- _Work task_: Filter the listing below for "then" and report every line that has it.

- _Records for the task_:

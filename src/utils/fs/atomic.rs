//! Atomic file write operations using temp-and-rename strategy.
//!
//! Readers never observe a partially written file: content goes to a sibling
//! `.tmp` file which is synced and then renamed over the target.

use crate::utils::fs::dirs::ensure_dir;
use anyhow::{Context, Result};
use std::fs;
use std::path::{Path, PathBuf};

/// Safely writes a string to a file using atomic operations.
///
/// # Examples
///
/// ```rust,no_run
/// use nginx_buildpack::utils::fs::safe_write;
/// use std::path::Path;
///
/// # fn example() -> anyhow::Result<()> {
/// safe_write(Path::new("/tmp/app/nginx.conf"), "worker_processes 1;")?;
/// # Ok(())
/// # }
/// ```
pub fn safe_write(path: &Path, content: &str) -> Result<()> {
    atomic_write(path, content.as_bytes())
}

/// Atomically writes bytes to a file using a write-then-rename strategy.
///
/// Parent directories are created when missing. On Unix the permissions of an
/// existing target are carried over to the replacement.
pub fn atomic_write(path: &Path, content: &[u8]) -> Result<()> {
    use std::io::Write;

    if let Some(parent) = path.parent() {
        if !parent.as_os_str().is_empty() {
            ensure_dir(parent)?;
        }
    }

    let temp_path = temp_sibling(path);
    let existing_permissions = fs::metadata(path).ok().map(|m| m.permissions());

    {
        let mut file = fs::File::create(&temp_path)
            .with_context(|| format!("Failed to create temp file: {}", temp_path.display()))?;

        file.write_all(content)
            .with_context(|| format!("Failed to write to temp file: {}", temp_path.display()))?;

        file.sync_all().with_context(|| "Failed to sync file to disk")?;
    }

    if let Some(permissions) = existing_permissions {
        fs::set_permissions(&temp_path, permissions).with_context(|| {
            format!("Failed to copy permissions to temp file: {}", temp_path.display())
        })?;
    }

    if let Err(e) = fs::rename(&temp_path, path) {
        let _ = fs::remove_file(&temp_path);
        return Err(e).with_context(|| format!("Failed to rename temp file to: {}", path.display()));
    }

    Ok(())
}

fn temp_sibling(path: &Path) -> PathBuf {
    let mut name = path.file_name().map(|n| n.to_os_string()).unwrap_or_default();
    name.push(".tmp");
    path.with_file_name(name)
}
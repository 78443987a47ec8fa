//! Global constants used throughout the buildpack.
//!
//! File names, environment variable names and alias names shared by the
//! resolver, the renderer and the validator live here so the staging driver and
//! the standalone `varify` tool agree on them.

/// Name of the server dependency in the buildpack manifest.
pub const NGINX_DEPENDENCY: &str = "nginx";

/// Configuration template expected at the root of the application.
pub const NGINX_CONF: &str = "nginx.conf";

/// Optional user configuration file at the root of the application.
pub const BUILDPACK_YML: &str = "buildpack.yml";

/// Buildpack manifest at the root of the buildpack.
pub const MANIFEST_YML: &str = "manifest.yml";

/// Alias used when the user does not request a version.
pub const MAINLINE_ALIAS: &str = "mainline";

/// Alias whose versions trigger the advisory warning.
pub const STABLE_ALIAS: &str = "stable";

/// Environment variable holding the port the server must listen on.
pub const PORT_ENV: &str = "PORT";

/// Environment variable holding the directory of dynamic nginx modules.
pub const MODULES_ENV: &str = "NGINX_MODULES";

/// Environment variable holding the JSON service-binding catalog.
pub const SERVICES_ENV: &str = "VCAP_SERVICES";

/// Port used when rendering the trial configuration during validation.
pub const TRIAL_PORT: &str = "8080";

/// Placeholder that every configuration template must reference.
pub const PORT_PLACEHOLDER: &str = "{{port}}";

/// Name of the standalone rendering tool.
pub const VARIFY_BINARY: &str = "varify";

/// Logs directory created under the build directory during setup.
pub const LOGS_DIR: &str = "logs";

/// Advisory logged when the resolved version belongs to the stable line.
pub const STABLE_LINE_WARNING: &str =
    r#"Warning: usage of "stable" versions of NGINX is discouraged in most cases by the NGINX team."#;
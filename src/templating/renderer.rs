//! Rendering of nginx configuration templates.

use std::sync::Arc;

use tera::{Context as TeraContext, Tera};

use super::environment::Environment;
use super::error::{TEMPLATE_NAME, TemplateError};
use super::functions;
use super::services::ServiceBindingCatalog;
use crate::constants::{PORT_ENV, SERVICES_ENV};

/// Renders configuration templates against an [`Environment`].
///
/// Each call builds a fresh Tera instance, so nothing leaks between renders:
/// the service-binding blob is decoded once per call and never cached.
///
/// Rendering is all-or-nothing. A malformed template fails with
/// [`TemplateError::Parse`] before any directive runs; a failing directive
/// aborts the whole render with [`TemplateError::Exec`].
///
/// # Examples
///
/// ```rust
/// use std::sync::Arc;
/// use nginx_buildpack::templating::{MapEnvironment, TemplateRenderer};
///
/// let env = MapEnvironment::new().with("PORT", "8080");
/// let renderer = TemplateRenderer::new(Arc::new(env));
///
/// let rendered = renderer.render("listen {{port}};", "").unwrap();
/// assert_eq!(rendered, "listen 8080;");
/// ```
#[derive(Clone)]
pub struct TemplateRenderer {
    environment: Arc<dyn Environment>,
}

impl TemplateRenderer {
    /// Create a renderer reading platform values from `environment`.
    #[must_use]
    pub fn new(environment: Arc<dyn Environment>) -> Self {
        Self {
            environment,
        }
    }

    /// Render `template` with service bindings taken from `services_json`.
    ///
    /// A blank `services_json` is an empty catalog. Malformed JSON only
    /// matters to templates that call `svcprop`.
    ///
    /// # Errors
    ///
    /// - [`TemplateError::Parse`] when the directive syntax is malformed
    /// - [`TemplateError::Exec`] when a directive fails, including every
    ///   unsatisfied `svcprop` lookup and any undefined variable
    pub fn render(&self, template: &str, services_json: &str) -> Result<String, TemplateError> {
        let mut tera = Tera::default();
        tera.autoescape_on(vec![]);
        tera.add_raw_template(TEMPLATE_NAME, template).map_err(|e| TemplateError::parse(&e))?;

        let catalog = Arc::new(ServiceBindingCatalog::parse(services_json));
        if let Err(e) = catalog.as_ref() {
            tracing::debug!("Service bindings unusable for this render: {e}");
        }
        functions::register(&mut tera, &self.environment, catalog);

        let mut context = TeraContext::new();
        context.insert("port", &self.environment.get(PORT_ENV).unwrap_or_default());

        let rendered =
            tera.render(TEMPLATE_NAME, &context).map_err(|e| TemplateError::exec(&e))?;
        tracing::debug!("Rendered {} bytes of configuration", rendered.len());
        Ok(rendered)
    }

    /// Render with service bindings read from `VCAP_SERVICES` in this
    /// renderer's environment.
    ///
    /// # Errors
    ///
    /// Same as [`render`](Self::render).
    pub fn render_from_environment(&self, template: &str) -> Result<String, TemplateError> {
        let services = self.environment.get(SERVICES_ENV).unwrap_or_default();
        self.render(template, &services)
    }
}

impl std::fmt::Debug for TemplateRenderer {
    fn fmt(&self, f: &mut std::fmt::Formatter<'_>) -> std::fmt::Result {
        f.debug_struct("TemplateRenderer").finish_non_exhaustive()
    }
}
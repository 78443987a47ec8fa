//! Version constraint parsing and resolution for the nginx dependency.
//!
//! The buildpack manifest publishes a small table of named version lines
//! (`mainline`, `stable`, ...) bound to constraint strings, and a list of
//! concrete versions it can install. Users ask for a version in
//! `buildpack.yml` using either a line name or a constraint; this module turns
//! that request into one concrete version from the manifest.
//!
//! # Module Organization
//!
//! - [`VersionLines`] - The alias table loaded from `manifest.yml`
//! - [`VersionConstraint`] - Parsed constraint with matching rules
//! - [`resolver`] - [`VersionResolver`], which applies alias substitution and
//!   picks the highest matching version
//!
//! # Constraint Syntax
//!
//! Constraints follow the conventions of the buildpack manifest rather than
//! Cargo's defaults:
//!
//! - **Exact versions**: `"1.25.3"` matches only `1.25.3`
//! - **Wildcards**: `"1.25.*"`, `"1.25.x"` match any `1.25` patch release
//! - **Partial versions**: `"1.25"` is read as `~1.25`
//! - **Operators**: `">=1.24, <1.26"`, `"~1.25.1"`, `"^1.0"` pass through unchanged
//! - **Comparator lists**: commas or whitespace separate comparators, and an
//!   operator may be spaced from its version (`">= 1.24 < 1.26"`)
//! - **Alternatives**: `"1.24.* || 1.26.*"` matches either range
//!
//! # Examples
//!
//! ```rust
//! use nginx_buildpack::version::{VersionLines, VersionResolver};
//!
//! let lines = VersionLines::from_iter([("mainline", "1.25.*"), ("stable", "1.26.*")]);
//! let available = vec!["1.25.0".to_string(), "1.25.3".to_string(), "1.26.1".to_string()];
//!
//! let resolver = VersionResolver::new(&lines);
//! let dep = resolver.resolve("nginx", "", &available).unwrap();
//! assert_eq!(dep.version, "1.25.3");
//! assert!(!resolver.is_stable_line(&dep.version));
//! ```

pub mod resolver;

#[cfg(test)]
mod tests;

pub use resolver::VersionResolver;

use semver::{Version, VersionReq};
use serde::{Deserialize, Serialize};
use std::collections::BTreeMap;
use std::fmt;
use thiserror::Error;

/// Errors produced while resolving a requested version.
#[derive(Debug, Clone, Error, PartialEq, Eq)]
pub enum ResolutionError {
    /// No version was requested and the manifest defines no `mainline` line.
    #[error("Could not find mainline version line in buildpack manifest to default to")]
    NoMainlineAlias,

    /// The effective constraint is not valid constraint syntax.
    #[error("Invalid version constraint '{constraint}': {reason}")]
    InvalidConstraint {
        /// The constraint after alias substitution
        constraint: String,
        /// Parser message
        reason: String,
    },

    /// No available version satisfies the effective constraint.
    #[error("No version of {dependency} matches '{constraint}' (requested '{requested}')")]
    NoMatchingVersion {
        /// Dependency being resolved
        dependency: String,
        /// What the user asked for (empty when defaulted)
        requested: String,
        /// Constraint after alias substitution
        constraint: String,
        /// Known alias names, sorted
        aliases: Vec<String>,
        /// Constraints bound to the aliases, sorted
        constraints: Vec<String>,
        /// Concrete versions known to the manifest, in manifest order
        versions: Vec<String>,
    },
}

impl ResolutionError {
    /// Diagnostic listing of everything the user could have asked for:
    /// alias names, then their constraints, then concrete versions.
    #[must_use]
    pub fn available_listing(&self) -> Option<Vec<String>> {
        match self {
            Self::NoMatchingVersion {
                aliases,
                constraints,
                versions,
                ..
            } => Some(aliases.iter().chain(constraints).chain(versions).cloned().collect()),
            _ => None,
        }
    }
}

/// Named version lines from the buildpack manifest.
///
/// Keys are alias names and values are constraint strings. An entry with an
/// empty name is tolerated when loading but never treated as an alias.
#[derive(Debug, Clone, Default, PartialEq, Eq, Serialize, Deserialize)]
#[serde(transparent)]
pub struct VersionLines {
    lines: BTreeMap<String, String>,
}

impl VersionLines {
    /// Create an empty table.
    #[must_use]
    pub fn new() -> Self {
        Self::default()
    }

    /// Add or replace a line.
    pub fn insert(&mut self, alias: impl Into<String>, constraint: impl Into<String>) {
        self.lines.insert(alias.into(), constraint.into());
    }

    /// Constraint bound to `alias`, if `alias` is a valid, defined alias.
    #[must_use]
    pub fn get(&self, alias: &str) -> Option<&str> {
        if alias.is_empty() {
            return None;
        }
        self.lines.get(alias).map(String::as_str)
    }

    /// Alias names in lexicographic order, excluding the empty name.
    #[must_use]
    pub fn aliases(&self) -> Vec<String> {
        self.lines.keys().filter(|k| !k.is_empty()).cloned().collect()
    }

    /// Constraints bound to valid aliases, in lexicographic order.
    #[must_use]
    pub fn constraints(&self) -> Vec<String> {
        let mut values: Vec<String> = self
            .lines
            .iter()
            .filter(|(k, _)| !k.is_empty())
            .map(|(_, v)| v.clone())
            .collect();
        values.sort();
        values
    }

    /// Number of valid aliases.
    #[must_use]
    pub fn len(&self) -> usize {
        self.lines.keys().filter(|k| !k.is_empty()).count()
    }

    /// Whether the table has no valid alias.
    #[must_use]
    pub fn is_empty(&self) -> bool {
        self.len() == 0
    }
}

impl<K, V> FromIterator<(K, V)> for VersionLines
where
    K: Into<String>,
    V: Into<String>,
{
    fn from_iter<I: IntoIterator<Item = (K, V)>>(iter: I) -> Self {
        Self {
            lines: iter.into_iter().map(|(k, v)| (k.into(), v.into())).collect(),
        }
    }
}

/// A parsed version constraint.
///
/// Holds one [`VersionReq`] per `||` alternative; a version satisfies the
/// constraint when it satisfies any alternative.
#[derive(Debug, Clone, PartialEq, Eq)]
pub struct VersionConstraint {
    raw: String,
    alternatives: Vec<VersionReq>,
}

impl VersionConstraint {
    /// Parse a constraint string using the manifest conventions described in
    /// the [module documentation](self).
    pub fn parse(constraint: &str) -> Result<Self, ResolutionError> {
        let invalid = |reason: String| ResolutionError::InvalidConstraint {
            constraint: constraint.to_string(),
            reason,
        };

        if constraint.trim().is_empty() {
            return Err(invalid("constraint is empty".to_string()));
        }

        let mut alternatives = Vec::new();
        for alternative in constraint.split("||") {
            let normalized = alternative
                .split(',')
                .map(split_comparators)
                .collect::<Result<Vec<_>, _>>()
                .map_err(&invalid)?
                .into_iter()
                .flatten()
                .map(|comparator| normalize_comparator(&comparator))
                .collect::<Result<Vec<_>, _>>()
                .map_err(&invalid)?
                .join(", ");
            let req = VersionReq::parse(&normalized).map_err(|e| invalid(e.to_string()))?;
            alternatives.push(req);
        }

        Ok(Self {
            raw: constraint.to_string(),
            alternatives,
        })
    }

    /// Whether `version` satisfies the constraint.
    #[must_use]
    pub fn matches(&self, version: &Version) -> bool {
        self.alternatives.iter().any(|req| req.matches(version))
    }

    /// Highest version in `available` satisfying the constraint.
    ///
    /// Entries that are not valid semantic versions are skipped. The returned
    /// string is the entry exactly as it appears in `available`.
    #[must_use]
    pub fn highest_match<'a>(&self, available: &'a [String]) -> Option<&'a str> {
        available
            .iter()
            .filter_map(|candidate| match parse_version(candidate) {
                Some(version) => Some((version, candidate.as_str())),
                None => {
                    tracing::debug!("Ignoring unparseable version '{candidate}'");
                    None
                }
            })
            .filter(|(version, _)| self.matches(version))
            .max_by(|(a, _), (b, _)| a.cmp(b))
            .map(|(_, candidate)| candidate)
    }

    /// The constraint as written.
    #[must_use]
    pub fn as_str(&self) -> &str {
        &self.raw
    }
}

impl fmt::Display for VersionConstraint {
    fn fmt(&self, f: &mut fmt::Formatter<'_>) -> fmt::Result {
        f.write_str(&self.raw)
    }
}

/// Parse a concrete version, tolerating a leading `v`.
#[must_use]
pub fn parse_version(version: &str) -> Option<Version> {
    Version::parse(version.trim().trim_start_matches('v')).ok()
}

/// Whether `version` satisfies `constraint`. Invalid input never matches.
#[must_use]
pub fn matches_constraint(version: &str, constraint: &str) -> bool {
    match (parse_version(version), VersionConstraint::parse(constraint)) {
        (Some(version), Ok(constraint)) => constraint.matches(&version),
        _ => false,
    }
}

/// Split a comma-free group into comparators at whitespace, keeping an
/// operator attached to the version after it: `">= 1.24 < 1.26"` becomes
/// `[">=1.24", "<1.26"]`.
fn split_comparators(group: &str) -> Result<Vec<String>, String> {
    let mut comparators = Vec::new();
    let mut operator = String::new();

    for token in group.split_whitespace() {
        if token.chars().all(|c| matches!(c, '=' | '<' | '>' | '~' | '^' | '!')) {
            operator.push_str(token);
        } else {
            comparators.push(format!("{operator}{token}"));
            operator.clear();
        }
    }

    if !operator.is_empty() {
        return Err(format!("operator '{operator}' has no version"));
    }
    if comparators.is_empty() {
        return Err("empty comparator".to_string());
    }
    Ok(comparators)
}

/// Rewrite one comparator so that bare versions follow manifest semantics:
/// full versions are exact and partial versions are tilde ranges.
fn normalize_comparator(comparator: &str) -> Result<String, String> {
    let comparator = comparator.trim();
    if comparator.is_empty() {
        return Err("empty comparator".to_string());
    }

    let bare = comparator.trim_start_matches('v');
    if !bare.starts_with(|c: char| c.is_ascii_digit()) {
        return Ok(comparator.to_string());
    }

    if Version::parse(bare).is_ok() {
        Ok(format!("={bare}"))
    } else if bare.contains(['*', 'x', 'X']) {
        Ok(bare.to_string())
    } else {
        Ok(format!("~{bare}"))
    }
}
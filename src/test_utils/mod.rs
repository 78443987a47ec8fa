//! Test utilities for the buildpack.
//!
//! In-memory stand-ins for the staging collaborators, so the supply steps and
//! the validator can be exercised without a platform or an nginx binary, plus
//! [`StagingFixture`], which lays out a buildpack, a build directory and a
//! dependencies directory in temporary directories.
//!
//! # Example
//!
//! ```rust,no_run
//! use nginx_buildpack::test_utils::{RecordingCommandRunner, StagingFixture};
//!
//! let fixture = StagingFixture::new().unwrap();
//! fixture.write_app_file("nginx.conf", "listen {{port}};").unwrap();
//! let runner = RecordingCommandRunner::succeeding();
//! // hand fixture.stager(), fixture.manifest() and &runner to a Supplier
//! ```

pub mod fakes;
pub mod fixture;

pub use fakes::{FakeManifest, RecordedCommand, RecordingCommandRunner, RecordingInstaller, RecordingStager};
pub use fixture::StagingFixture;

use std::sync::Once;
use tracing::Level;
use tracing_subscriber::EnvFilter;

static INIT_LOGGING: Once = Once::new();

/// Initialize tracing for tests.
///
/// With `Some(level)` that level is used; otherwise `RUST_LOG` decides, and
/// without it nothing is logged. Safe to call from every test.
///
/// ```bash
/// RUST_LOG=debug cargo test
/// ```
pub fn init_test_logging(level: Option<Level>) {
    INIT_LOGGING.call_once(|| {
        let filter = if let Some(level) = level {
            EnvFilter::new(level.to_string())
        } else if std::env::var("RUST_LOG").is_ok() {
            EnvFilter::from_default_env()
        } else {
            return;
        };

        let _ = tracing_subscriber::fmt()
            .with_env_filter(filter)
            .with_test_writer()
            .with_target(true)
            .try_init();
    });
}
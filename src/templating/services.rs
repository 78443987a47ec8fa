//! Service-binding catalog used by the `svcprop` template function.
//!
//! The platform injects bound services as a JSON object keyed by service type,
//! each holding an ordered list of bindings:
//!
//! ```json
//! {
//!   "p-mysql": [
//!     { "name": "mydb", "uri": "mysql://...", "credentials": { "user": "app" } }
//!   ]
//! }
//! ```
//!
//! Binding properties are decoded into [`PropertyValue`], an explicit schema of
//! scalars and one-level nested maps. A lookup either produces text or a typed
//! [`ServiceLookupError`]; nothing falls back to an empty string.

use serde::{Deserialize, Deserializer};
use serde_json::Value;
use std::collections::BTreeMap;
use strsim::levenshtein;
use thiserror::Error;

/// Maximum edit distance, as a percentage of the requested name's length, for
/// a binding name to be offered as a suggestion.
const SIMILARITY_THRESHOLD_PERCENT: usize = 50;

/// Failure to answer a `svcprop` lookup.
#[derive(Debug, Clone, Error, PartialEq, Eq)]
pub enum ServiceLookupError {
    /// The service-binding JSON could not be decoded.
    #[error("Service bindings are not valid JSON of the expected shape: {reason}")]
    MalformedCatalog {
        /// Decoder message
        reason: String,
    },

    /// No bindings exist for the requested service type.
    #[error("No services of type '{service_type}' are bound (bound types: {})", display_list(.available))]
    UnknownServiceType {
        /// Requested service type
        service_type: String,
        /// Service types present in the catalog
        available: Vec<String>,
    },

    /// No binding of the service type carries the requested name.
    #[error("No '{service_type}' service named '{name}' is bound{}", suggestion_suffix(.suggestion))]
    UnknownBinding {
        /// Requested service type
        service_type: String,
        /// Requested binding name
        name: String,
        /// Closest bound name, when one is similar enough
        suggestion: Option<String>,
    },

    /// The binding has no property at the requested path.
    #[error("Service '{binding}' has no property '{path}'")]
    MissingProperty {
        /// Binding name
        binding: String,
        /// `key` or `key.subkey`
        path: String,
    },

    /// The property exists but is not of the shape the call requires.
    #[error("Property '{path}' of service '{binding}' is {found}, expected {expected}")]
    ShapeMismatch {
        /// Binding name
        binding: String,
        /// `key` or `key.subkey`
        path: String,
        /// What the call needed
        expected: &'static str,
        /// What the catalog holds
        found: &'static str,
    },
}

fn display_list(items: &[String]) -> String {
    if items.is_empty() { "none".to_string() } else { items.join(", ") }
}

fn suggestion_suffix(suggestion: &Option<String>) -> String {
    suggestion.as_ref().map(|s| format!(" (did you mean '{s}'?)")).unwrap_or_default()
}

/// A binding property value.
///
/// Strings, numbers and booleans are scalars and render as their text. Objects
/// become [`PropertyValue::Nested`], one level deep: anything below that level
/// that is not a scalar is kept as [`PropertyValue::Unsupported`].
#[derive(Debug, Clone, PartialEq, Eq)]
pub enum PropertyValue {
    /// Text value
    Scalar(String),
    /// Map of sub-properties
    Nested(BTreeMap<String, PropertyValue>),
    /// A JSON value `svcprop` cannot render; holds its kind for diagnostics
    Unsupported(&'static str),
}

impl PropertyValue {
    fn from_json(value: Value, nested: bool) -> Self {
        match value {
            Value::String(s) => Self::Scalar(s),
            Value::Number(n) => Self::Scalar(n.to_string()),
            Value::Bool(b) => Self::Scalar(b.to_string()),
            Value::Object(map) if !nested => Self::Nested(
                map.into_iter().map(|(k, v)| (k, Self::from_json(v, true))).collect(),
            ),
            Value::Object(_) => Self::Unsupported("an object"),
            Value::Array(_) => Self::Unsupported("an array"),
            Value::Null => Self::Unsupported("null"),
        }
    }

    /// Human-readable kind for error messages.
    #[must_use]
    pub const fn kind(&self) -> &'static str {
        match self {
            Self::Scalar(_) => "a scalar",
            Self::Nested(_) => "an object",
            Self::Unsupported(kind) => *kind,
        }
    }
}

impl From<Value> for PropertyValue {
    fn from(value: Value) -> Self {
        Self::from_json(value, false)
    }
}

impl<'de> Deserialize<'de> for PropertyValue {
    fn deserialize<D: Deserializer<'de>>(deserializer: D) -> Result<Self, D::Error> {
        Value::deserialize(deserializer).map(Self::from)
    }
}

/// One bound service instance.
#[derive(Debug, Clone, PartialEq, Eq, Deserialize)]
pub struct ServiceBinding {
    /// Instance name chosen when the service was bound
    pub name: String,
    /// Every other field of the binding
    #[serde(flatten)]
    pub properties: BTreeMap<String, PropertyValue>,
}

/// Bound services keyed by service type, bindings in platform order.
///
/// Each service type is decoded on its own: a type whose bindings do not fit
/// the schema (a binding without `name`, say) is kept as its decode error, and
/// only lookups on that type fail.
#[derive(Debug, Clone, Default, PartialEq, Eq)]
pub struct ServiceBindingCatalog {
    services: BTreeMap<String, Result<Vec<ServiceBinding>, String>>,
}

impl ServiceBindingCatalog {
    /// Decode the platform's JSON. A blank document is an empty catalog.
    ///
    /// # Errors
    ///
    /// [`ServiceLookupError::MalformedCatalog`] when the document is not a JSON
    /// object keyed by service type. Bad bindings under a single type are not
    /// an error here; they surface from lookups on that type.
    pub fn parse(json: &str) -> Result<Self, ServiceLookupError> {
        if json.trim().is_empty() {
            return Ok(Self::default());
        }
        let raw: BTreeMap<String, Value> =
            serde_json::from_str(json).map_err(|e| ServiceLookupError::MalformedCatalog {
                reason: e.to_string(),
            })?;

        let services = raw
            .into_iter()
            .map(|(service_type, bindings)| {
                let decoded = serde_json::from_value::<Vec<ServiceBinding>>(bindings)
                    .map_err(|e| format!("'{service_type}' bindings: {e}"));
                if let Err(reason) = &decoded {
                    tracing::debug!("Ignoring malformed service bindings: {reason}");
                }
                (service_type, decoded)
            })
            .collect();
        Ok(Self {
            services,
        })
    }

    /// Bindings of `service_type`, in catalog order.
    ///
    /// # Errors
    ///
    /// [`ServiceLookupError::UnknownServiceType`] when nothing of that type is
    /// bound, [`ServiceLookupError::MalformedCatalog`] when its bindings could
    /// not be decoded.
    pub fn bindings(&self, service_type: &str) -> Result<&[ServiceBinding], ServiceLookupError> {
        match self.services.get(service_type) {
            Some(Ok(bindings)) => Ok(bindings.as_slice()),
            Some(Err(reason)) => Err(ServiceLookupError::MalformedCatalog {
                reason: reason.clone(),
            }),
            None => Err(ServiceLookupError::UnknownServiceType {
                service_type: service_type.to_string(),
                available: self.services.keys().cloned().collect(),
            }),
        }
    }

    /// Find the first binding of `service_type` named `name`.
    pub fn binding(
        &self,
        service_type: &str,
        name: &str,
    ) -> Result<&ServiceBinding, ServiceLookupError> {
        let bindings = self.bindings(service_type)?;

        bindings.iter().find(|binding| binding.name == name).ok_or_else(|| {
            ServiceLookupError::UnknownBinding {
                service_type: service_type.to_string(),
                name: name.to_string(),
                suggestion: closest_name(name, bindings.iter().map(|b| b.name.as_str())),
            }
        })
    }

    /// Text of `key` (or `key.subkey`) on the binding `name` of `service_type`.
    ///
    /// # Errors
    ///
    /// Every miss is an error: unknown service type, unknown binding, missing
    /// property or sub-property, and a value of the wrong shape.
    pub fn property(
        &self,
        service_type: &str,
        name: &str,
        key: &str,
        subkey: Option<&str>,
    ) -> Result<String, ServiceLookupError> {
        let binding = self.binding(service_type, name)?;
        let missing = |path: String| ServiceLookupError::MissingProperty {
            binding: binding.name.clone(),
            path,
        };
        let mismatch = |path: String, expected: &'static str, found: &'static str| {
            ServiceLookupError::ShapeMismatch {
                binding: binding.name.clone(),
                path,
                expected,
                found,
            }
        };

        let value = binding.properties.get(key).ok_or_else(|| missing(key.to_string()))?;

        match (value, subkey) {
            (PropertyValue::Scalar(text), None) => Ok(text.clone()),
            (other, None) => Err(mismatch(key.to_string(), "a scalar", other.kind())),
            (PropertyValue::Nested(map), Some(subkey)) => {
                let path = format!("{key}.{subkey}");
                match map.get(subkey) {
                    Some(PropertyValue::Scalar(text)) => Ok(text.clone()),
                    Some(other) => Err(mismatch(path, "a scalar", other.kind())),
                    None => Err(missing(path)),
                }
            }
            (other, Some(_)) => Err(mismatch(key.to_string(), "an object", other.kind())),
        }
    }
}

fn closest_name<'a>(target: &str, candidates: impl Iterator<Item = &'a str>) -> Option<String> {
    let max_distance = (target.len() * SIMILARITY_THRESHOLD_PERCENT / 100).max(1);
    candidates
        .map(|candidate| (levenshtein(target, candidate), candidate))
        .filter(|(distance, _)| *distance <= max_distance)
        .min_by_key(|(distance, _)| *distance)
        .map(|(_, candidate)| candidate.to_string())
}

- _Written reply_:
//! `.tmp` file which is synced and then renamed over the target.
/// Atomically writes bytes to a file using a write-then-rename strategy.
    /// alias names, then their constraints, then concrete versions.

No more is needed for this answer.